Comment by lupsasca

4 days ago

There are several additional options you can select when using the app. The first lensing option you can select is "Static black hole". In this mode, we simulate a non-rotating (Schwarzschild) black hole. There are two submodes that change the simulated field-of-view (FOV): "Realistic FOV" and "Full FOV". The realistic FOV mode takes into account the finite FOV of the iPhone cameras, leading to a multi-lobed dark patch in the center of the screen. This patch includes both the "black hole shadow" (light rays that end up falling into the black hole) and "blind spots" (directions that lie outside the FOV of both the front-and-rear-facing cameras). The full FOV mode acts as if the cameras have an infinite FOV such that they cover all angles. The result is a single, circular black hole shadow at the center of the screen.

Next, you can select the "Kerr black hole" mode, which adds rotation (spin) to the black hole. Additionally, you can augment the rotational speed of the black hole (its spin, labeled "a" and given as a percentage of the maximal spin).

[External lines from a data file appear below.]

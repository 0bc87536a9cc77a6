//! # gzpack Archive Format (`common::archive`)
//!
//! File: cli/src/common/archive/mod.rs
//!
//! ## Overview
//!
//! This module implements the archive format: a gzip stream holding one
//! record per archived file. Each record is the file name on its own line,
//! the content length in decimal on its own line, then exactly that many
//! raw bytes. There is no header, footer, entry count or checksum; the
//! archive ends where the stream ends.
//!
//! ## Architecture
//!
//! - **`compression`**: The gzip transport (`flate2`) and the magic-byte check.
//! - **`record`**: Writing and reading one record, with bounded line reads.
//! - **`encoder`**: Packs source files into a new archive.
//! - **`decoder`**: Walks an archive to a directory, an in-memory map, or a listing.
//!
//! ## Usage
//!
//! ```rust
//! use crate::common::archive::{compression, decoder, encoder};
//! use std::path::{Path, PathBuf};
//!
//! # fn run() -> crate::core::error::Result<()> {
//! let archive = Path::new("bundle.gz");
//! encoder::encode(archive, &[PathBuf::from("a.txt")], flate2::Compression::default())?;
//! assert!(compression::looks_like_archive(archive));
//! decoder::decode_to_directory(archive, Path::new("restored"))?;
//! # Ok(())
//! # }
//! ```
//!

pub mod compression;
pub mod decoder;
pub mod encoder;
pub mod record;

In a nutshell, the app computes a map from texture coordinate to texture coordinate. This map is itself stored as a texture --- to obtain the value of the map on texture coordinates (x,y), one samples the texture at (x,y) and the resulting float4 contains the outputs (x',y') as well as a status code.

When the user selects the "Static black hole" mode, this texture is computed on the GPU and cached. The "Kerr black hole" textures, however, have been precomputed in Mathematica, due to the need for double precision floating point math, which is not natively available in Apple's Metal shading language.

The source code, including the Mathematica notebook, can be found here https://github.com/graveltr/BlackHoleVision.

  • We hope you enjoy watching the world with Black Hole Vision and welcome any questions or feedback. If you like the app, please share it with your friends!

    The code was written at Vanderbilt University by Trevor Gravely with input from Dr. Roman Berens and Prof. Alex Lupsasca. This project was supported by CAREER award PHY-2340457 and grant AST-2307888 from the National Science Foundation.

    License: This app includes a port of the GNU Scientific Library's (GSL) implementation of Jacobi elliptic functions and the elliptic integrals to Metal. It is licensed under the GNU General Public License v3.0 (GPL-3.0). You can view the full license and obtain a copy of the source code at: https://github.com/graveltr/BlackHoleVision.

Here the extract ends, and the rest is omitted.